Lälius, der Weise, pflegte Dich rühmend zu essen,
Während er auf unsre Schlemmer der Reihe nach schalt.«
Wie schön und wahr sagt Lälius, mit Recht der Weise genannt:
»O Publius Gallonius, Du Säufer, wie elend bist Du;
Nie hast Du in Deinem Leben gut gespeist, da Du Alles
Verprassest in köstlichen Krebsen und mächtigen Stören.«
Dies spricht der Mann, welcher auf die Lust nichts gab und bestritt, dass Derjenige gut speise, dem nur die Lust das Höchste sei. Aber dabei behauptete er nicht, dass Gallonius nicht gern gegessen, denn dies hätte er lügen müssen, sondern nur nicht gut. So streng und scharf schied er die Lust vom Guten. Hieraus folgt, dass Alle, welche gut essen, auch gern essen, aber nicht, dass Alle, die gern essen, auch gut essen. Lälius ass immer gut.

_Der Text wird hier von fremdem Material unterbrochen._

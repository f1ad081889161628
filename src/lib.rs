//! # u-delivery
//!
//! Multi-vehicle pickup-and-delivery planning by informed state-space
//! search. A fleet starts at a garage vertex of a weighted map, carries
//! every package from its source to its destination and returns home; the
//! searches look for the cheapest such plan.
//!
//! ## Modules
//!
//! - [`graph`]: weighted maps, all-pairs shortest paths, fixtures and random problems
//! - [`models`]: the shared [`World`](models::World) and the two state models
//! - [`transition`]: successor generation for each state model
//! - [`heuristics`]: remaining-cost estimates and `f = g + h`
//! - [`search`]: A*, bounded A* and local beam search as lazy iterators
//! - [`simulation`]: configured runs, batches on random maps and reports
//! - [`error`]: configuration, query and search-parameter errors
//!
//! ## Example
//!
//! ```
//! use std::sync::Arc;
//! use u_delivery::graph::fixtures;
//! use u_delivery::models::World;
//! use u_delivery::simulation::{solve, Algorithm, SearchConfig};
//!
//! let (graph, pairs) = fixtures::ogg();
//! let world = Arc::new(World::new(2, 3, 9, graph, pairs).unwrap());
//!
//! let optimal = solve(world.clone(), &SearchConfig::default()).unwrap();
//! let beam = solve(
//!     world,
//!     &SearchConfig::default().with_algorithm(Algorithm::LocalBeam { k_limit: 4 }),
//! )
//! .unwrap();
//!
//! let best = optimal.first().unwrap().cost;
//! assert!(beam.first().unwrap().cost >= best);
//! ```

pub mod error;
pub mod graph;
pub mod heuristics;
pub mod models;
pub mod search;
pub mod simulation;
pub mod transition;

pub use error::{ConfigError, Error, QueryError, SearchError};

§ 25. Was heisst gut? Läcilius mag es sagen:
»Gekocht und gewürzt.«
Aber nenne die Hauptsache bei der Mahlzeit:
»Ein verständig Gespräch.«
Was hat man davon?
»Willst Du es wissen? das Vergnügen«
Denn er kam zur Mahlzeit, um mit ruhigem Gemüth die Bedürfnisse der Natur zu befriedigen. Er bestreitet deshalb mit Recht, dass Gallonius je gut gespeist habe; mit Recht nennt er ihn elend, weil er sein ganzes Streben darauf richtete. Niemand wird von ihm leugnen, dass er gern gegessen; warum also nicht gut? Weil das »gut« das Rechte, das Mässige, das Anständige ist, und weil Jener schlecht, unanständig, schändlich und hässlich speiste und deshalb nicht gut. Auch stellte Lälius den feinen Geschmack des Sauerampfers nicht über den des Stör von Gallonius, aber der feine Geschmack selbst war ihm gleichgültig, und dies wäre nicht gewesen, wenn er das höchste Gut in die Lust gesetzt hätte.
Kapitel IX.
Die Lust ist also fernzuhalten, nicht blos um das Rechte zu thun, sondern auch, um geziemend mässig zu sprechen.
§ 26. Kann man also das für das höchste Gut im Leben erklären, was nicht einmal bei der Mahlzeit dafür gelten kann? In welcher Weise spricht nun der Philosoph weiter über die drei Arten der Begierde? Die einen sollen die natürlichen und nothwendigen, die andern die natürlichen, aber nicht nothwendigen und die dritte die weder natürlichen noch nothwendigen sein. Zunächst hat er hier nicht sorgfältig eingetheilt; aus zwei nur vorhandenen Arten hat er drei gemacht; dies ist kein Eintheilen, sondern ein Zerreissen. Wer das Eintheilen gelernt hat, was Epikur verachtet, würde sagen: Es giebt zwei Arten von Begierden: natürliche und eitle, und von der natürlichen zwei Unterarten, die nothwendigen und die nicht nothwendigen; dann wäre es richtig gewesen, denn es ist ein Fehler bei dem Eintheilen, die Unterart zu der Art zu stellen.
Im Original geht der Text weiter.